World Vision Welcomes Funding to Fight GBV

World Vision Australia welcomes the announcement of a Gender Action Platform (GAP) grant from the federal government which will enable World Vision to further tackle gender based violence in the Pacific.

The announcement that World Vision and five other Australian non-government organisations would receive grants totalling $10 million was made by Foreign Minister Julie Bishop and Minister for International Development and the Pacific, Senator the Hon Concetta Fierravanti-Wells.

World Vision’s Gender Advisor, Sarah Shteir, said the grant, announced on International Women’s Day, was urgently needed in Vanuatu and Papua New Guinea and would be used for both immediate improvements in women’s safety, and broader social norms around gender and violence.

“Recent figures indicating that 60 per cent of women in Vanuatu and 51.5 per cent of women in PNG experience violence at the hands of an intimate partner are among the highest in the world. This grant will not only help women directly, but educate and empower men to work towards reducing levels of violence,” Ms Shteir said.

“The grant will fund our ‘Action against Gender Violence’ project, which builds on the work we have been doing to change attitudes towards gender and violence in the Pacific, including through our Channels of Hope for Gender engagement with churches.”

Ms Shteir said that women in Vanuatu and PNG experiencing violence at the hands of a partner would often go first to a trusted faith or customary leader for help.

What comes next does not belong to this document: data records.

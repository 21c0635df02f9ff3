use crate::index::reader::Index;
use crate::index::types::{StringId, WindowHash};
use crate::query::planner::QueryPlan;
use crate::utils::contains;
use rustc_hash::FxHashSet;
use tracing::trace;

/// Runs [`QueryPlan`]s against one index
pub struct QueryExecutor<'a, T> {
    index: &'a Index<T>,
}

impl<'a, T: AsRef<[u8]>> QueryExecutor<'a, T> {
    pub fn new(index: &'a Index<T>) -> Self {
        Self { index }
    }

    /// Plan and execute a query, returning verified matches
    pub fn execute(&self, needle: &[u8]) -> Vec<&'a T> {
        let plan = QueryPlan::for_needle(needle);
        trace!(?plan, needle_len = needle.len(), "planned query");

        match plan {
            QueryPlan::All => {
                let index = self.index;
                index.strings.iter().collect()
            }
            QueryPlan::BruteForce => self.brute_force(needle),
            QueryPlan::Windows(hashes) => {
                let candidates = self.narrow(&hashes);
                if candidates.is_empty() {
                    return Vec::new();
                }
                self.verify(candidates, needle)
            }
        }
    }

    /// Scan every string. Duplicates in the collection are all returned.
    fn brute_force(&self, needle: &[u8]) -> Vec<&'a T> {
        let index = self.index;
        index
            .strings
            .iter()
            .filter(|&s| contains(s.as_ref(), needle))
            .collect()
    }

    /// Intersect the buckets of `hashes`.
    ///
    /// Stops at the first empty bucket or empty intersection. The two sets
    /// are swapped after each step so neither is reallocated.
    pub fn narrow(&self, hashes: &[WindowHash]) -> FxHashSet<StringId> {
        let mut candidates: FxHashSet<StringId> = FxHashSet::default();
        let mut scratch: FxHashSet<StringId> = FxHashSet::default();

        for (step, &hash) in hashes.iter().enumerate() {
            let bucket = self.index.bucket(hash);
            if bucket.is_empty() {
                trace!(step, hash, "empty bucket");
                candidates.clear();
                return candidates;
            }

            if step == 0 {
                candidates.reserve(bucket.len());
                scratch.reserve(bucket.len());
                candidates.extend(bucket.iter().copied());
                continue;
            }

            scratch.extend(bucket.iter().copied().filter(|id| candidates.contains(id)));
            std::mem::swap(&mut candidates, &mut scratch);
            scratch.clear();

            if candidates.is_empty() {
                trace!(step, "candidate set exhausted");
                return candidates;
            }
        }

        candidates
    }

    /// Drop hash-collision survivors that do not literally contain `needle`.
    /// Matches come back in collection order.
    fn verify(&self, candidates: FxHashSet<StringId>, needle: &[u8]) -> Vec<&'a T> {
        let index = self.index;
        let mut ids: Vec<StringId> = candidates
            .into_iter()
            .filter(|&id| contains(index.strings[id].as_ref(), needle))
            .collect();
        ids.sort_unstable();

        trace!(matches = ids.len(), "verified candidates");
        ids.into_iter().map(|id| &index.strings[id]).collect()
    }
}
use std::sync::Arc;

use populus::{
    breeding::{Context, OnePointCrossover, Recombinator, UniformCrossover},
    environment::{Environment, Mode},
    evolution::{Algorithm, EvolutionOptions, LogLevel, SimpleGa},
    individual::{IdSequence, Individual},
    population::{OrderedPopulation, Population, UnorderedPopulation},
    representation::binary::{self, BinaryGene, BinaryGenerator, BitFlipMutator},
    selection::{ElitistSelector, TournamentSelector},
};

type Bits = Individual<BinaryGene, u32>;

fn ones() -> Arc<Environment<BinaryGene, u32>> {
    Arc::new(Environment::from_fn(Mode::Maximize, |genes: &[BinaryGene]| {
        genes.iter().filter(|gene| gene.bit()).count() as u32
    }))
}

fn individual(ids: &IdSequence, pattern: &str) -> Bits {
    Individual::new(ids.next_id(), binary::parse(pattern).unwrap())
}

#[test]
fn test_midpoint_crossover_of_complements() {
    let ids = IdSequence::new();
    let environment = ones();
    let mut population = UnorderedPopulation::new(Arc::clone(&environment));
    population
        .add_all(vec![
            individual(&ids, "11110000"),
            individual(&ids, "00001111"),
            individual(&ids, "10101010"),
            individual(&ids, "01010101"),
        ])
        .unwrap();
    assert!(population.iter().all(|member| member.fitness() == Some(&4)));

    let parents = vec![
        population.get(0).unwrap().clone(),
        population.get(1).unwrap().clone(),
    ];
    let generator = BinaryGenerator::new(8).unwrap();
    let crossover = OnePointCrossover::new(1.0).unwrap().with_cut(4);
    let mut context =
        Context::new(&environment, &mut population, &ids).with_generator(Some(&generator));

    let children = crossover.recombine(&parents, &mut context).unwrap();
    let rendered: Vec<String> = children
        .iter()
        .map(|child| binary::render(child.genes()))
        .collect();
    assert_eq!(rendered, vec!["11111111", "00000000"]);
    assert!(children.iter().all(|child| !child.is_evaluated()));
    assert_eq!(context.population().len(), 4);
}

#[test]
fn test_decode_most_significant_first() {
    let genes = binary::parse("1011").unwrap();
    assert_eq!(binary::decode(&genes).unwrap(), 11);
    assert!(binary::parse("10x1").is_err());
}

#[test]
fn test_onemax_never_loses_its_best() {
    let environment = ones();
    let mut algorithm = Algorithm::builder()
        .generation(SimpleGa)
        .environment(Arc::clone(&environment))
        .population(OrderedPopulation::with_capacity(Arc::clone(&environment), 30))
        .generator(BinaryGenerator::new(24).unwrap())
        .mutator(BitFlipMutator::new(0.5).unwrap())
        .recombinator(UniformCrossover::new(0.9).unwrap())
        .selector(TournamentSelector::new(2, 4).unwrap())
        .options(EvolutionOptions::new(60, LogLevel::None))
        .build()
        .unwrap();

    algorithm.seed_population(30).unwrap();
    let initial = environment
        .best_of(algorithm.population().unwrap().iter())
        .and_then(|best| best.fitness().copied())
        .unwrap();

    let result = algorithm.run().unwrap();
    assert_eq!(result.iterations, 60);
    let best = *result.best_fitness().unwrap();
    assert!(best >= initial);
    assert!(best <= 24);
    assert_eq!(algorithm.population().unwrap().len(), 30);
}

#[test]
fn test_elitist_generation_keeps_top_fitness() {
    let ids = IdSequence::new();
    let environment = ones();
    let mut population = UnorderedPopulation::new(Arc::clone(&environment));
    population
        .add_all(vec![
            individual(&ids, "11111110"),
            individual(&ids, "11111100"),
            individual(&ids, "00000000"),
            individual(&ids, "00000001"),
        ])
        .unwrap();

    let mut algorithm = Algorithm::new(SimpleGa);
    algorithm.set_environment(Arc::clone(&environment)).unwrap();
    algorithm.set_population(population).unwrap();
    algorithm.set_generator(BinaryGenerator::new(8).unwrap());
    algorithm.set_mutator(BitFlipMutator::new(0.0).unwrap());
    algorithm.set_recombinator(OnePointCrossover::new(0.0).unwrap());
    algorithm.set_selector(ElitistSelector::new().with_count(2));
    algorithm.set_options(EvolutionOptions::new(3, LogLevel::None));

    let result = algorithm.run().unwrap();
    assert_eq!(result.best_fitness(), Some(&7));
    let population = algorithm.population().unwrap();
    assert_eq!(population.len(), 4);
    assert!(population.iter().all(|member| member.fitness() >= Some(&6)));
}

“These faith leaders have been asking for practical training,” Ms Shteir said. “This grant lets us provide them with practical strategies, which would include connecting women to local women’s organisations. In both contexts, we have learned that women often strongly prefer to resolve such issues in their own communities, with leaders they know and trust. Our approach respects their choice, while also knowing when escalations to police or health services are necessary.”

Generational norm change is another important component of Action Against Gender Violence.

“We will use games and local customary stories with children and youth through schools to transform foundational societal norms around gender equality and violence,” Ms Shteir said. “This will lay a foundation for healthy adult relationships.”

World Vision will join forces with its partner, Promundo, an iNGO that promotes gender justice by encouraging men and boys to take responsibility for their behaviour within the cultural context of the Pacific.

“Violence is so normalised that men in these communities may never have been exposed to the idea that there are other ways of resolving conflicts with their partners. We can help women by working with their male partners, helping them to recognise the consequences of their actions, and change their behaviour,” Ms Shteir said.

In addition to partnering with Promundo, World Vision will work with Digicel, a major telecommunications provider in both PNG and Vanuatu, developing innovative ways to message and monitor the inroads made in reducing violence.

This program reflects World Vision’s larger commitment to gender equality and to ending all forms of gender-based violence. This program also reflects WVA’s firm belief that the promotion of gender equality is the responsibility of both women and men, and requires engagement with men and boys as partners and allies in achieving gender equality and reducing gender-based violence.

Sarah Shteir is available for interviews. Contact Leah Swann 0421 857 591.

 

Picture: World Vision works with families in Vanuatu to foster healthier relationships

 

*Vanuatu figure is from Vanuatu Women’s Centre, PNG figure is from UNFPA.